◆ **DATA SHOWN**
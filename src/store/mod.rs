//! # Telemetry Store
//!
//! Holds the current [`StatusDocument`] and the [`HistoryRing`] of archived
//! runs behind a single lock.
//!
//! This module handles:
//! - Accepting new documents from the polling driver (the only writer)
//! - Archiving the previous document at the end-of-day boundary
//! - Resetting run counters when the archived run had already ended
//! - Serving deep copies and freshness timestamps to any number of readers
//!
//! Every method holds the lock for its full duration and does nothing but
//! in-memory copies while holding it.

pub mod history;

use std::sync::{Mutex, MutexGuard, PoisonError};

use chrono::NaiveDate;
use tracing::info;

use crate::error::{Result, TelemetryError};
use crate::status::timestamp::{sentinel, Timestamp};
use crate::status::StatusDocument;

pub use history::{HistoryEntry, HistoryRing, DEFAULT_HISTORY_CAPACITY};

#[derive(Debug)]
struct StoreInner {
    current: StatusDocument,
    current_modified: Timestamp,
    history: HistoryRing,
}

/// Shared telemetry state.
///
/// Wrap in an `Arc` to share between the driver thread and HTTP handlers.
#[derive(Debug)]
pub struct TelemetryStore {
    inner: Mutex<StoreInner>,
}

impl Default for TelemetryStore {
    fn default() -> Self {
        Self::new(DEFAULT_HISTORY_CAPACITY)
    }
}

impl TelemetryStore {
    /// Creates an empty store keeping up to `max_history` archived runs.
    #[must_use]
    pub fn new(max_history: usize) -> Self {
        Self {
            inner: Mutex::new(StoreInner {
                current: StatusDocument::new(),
                current_modified: sentinel(),
                history: HistoryRing::new(max_history),
            }),
        }
    }

    // The guarded data is only ever replaced wholesale, so a poisoned lock
    // still holds a complete document.
    fn lock(&self) -> MutexGuard<'_, StoreInner> {
        self.inner.lock().unwrap_or_else(PoisonError::into_inner)
    }

    /// Replace the current document.
    ///
    /// If `doc` carries the end-of-day marker, the previous document is
    /// archived first. When that archived run was no longer capturing, the
    /// run counters of `doc` are zeroed so the new day starts clean. Error
    /// and critical lines are dropped at every rollover. The marker is
    /// cleared before `doc` is stored.
    ///
    /// # Returns
    ///
    /// `true` if a rollover was performed.
    pub fn set_current(&self, doc: StatusDocument) -> bool {
        let mut doc = doc;
        let rolled_over = doc.end_of_day;
        let mut archived_date = None;

        let mut inner = self.lock();
        if rolled_over {
            doc.end_of_day = false;

            let was_running = inner
                .current
                .capture
                .as_ref()
                .is_some_and(|capture| capture.running);

            if !inner.current.is_untouched() {
                let entry = HistoryEntry::new(inner.current.clone());
                archived_date = entry.document.run_date();
                inner.history.push(entry);
            }

            if !was_running {
                doc.reset_run_counters();
            }
            doc.error.clear();
            doc.critical.clear();
        }

        inner.current_modified = doc.last_modified();
        inner.current = doc;
        let archived = inner.history.len();
        drop(inner);

        if rolled_over {
            match archived_date {
                Some(date) => info!("Archived run of {} ({} in history)", date, archived),
                None => info!("Day rollover ({} in history)", archived),
            }
        }
        rolled_over
    }

    /// Copy of the current document.
    #[must_use]
    pub fn get_current(&self) -> StatusDocument {
        self.lock().current.clone()
    }

    /// Latest mutation time of the current document.
    #[must_use]
    pub fn current_last_modified(&self) -> Timestamp {
        self.lock().current_modified
    }

    /// Copy of the current document together with its last-modified time.
    #[must_use]
    pub fn current_entry(&self) -> HistoryEntry {
        let inner = self.lock();
        HistoryEntry {
            document: inner.current.clone(),
            last_modified: inner.current_modified,
        }
    }

    /// Look up an archived run.
    ///
    /// # Arguments
    ///
    /// * `date` - Start date of the wanted run, or `None` for the newest
    ///
    /// # Errors
    ///
    /// Returns `HistoryEmpty` if nothing has been archived yet, and
    /// `HistoryNotFound` if no archived run started on `date`
    pub fn get_history(&self, date: Option<NaiveDate>) -> Result<HistoryEntry> {
        let inner = self.lock();
        if inner.history.is_empty() {
            return Err(TelemetryError::HistoryEmpty);
        }
        match date {
            None => inner.history.newest().cloned().ok_or(TelemetryError::HistoryEmpty),
            Some(date) => inner
                .history
                .find_by_date(date)
                .cloned()
                .ok_or(TelemetryError::HistoryNotFound(date)),
        }
    }

    /// Last-modified time of the newest archived run.
    #[must_use]
    pub fn history_last_modified(&self) -> Option<Timestamp> {
        self.lock().history.newest().map(|entry| entry.last_modified)
    }

    /// Start dates of the archived runs, oldest first.
    #[must_use]
    pub fn list_history_dates(&self) -> Vec<NaiveDate> {
        self.lock().history.dates()
    }

    /// Number of archived runs.
    #[must_use]
    pub fn history_len(&self) -> usize {
        self.lock().history.len()
    }
}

◆ **TASK INSTRUCTIONS**
Restate every record verbatim.

◆ **EXERCISE OUTPUT**
filename src/store/mod.rs
//! # Telemetry Store
//!
//! Holds the current [`StatusDocument`] and the [`HistoryRing`] of archived
//! runs behind a single lock.
//!
//! This module handles:
//! - Accepting new documents from the polling driver (the only writer)
//! - Archiving the previous document at the end-of-day boundary
//! - Resetting run counters when the archived run had already ended
//! - Serving deep copies and freshness timestamps to any number of readers
//!
//! Every method holds the lock for its full duration and does nothing but
//! in-memory copies while holding it.

pub mod history;

use std::sync::{Mutex, MutexGuard, PoisonError};

use chrono::NaiveDate;
use tracing::info;

use crate::error::{Result, TelemetryError};
use crate::status::timestamp::{sentinel, Timestamp};
use crate::status::StatusDocument;

pub use history::{HistoryEntry, HistoryRing, DEFAULT_HISTORY_CAPACITY};

#[derive(Debug)]
struct StoreInner {
    current: StatusDocument,
    current_modified: Timestamp,
    history: HistoryRing,
}

/// Shared telemetry state.
///
/// Wrap in an `Arc` to share between the driver thread and HTTP handlers.
#[derive(Debug)]
pub struct TelemetryStore {
    inner: Mutex<StoreInner>,
}

impl Default for TelemetryStore {
    fn default() -> Self {
        Self::new(DEFAULT_HISTORY_CAPACITY)
    }
}

impl TelemetryStore {
    /// Creates an empty store keeping up to `max_history` archived runs.
    #[must_use]
    pub fn new(max_history: usize) -> Self {
        Self {
            inner: Mutex::new(StoreInner {
                current: StatusDocument::new(),
                current_modified: sentinel(),
                history: HistoryRing::new(max_history),
            }),
        }
    }

    // The guarded data is only ever replaced wholesale, so a poisoned lock
    // still holds a complete document.
    fn lock(&self) -> MutexGuard<'_, StoreInner> {
        self.inner.lock().unwrap_or_else(PoisonError::into_inner)
    }

    /// Replace the current document.
    ///
    /// If `doc` carries the end-of-day marker, the previous document is
    /// archived first. When that archived run was no longer capturing, the
    /// run counters of `doc` are zeroed so the new day starts clean. Error
    /// and critical lines are dropped at every rollover. The marker is
    /// cleared before `doc` is stored.
    ///
    /// # Returns
    ///
    /// `true` if a rollover was performed.
    pub fn set_current(&self, doc: StatusDocument) -> bool {
        let mut doc = doc;
        let rolled_over = doc.end_of_day;
        let mut archived_date = None;

        let mut inner = self.lock();
        if rolled_over {
            doc.end_of_day = false;

            let was_running = inner
                .current
                .capture
                .as_ref()
                .is_some_and(|capture| capture.running);

            if !inner.current.is_untouched() {
                let entry = HistoryEntry::new(inner.current.clone());
                archived_date = entry.document.run_date();
                inner.history.push(entry);
            }

            if !was_running {
                doc.reset_run_counters();
            }
            doc.error.clear();
            doc.critical.clear();
        }

        inner.current_modified = doc.last_modified();
        inner.current = doc;
        let archived = inner.history.len();
        drop(inner);

        if rolled_over {
            match archived_date {
                Some(date) => info!("Archived run of {} ({} in history)", date, archived),
                None => info!("Day rollover ({} in history)", archived),
            }
        }
        rolled_over
    }

    /// Copy of the current document.
    #[must_use]
    pub fn get_current(&self) -> StatusDocument {
        self.lock().current.clone()
    }

    /// Latest mutation time of the current document.
    #[must_use]
    pub fn current_last_modified(&self) -> Timestamp {
        self.lock().current_modified
    }

    /// Copy of the current document together with its last-modified time.
    #[must_use]
    pub fn current_entry(&self) -> HistoryEntry {
        let inner = self.lock();
        HistoryEntry {
            document: inner.current.clone(),
            last_modified: inner.current_modified,
        }
    }

    /// Look up an archived run.
    ///
    /// # Arguments
    ///
    /// * `date` - Start date of the wanted run, or `None` for the newest
    ///
    /// # Errors
    ///
    /// Returns `HistoryEmpty` if nothing has been archived yet, and
    /// `HistoryNotFound` if no archived run started on `date`
    pub fn get_history(&self, date: Option<NaiveDate>) -> Result<HistoryEntry> {
        let inner = self.lock();
        if inner.history.is_empty() {
            return Err(TelemetryError::HistoryEmpty);
        }
        match date {
            None => inner.history.newest().cloned().ok_or(TelemetryError::HistoryEmpty),
            Some(date) => inner
                .history
                .find_by_date(date)
                .cloned()
                .ok_or(TelemetryError::HistoryNotFound(date)),
        }
    }

    /// Last-modified time of the newest archived run.
    #[must_use]
    pub fn history_last_modified(&self) -> Option<Timestamp> {
        self.lock().history.newest().map(|entry| entry.last_modified)
    }

    /// Start dates of the archived runs, oldest first.
    #[must_use]
    pub fn list_history_dates(&self) -> Vec<NaiveDate> {
        self.lock().history.dates()
    }

    /// Number of archived runs.
    #[must_use]
    pub fn history_len(&self) -> usize {
        self.lock().history.len()
    }
}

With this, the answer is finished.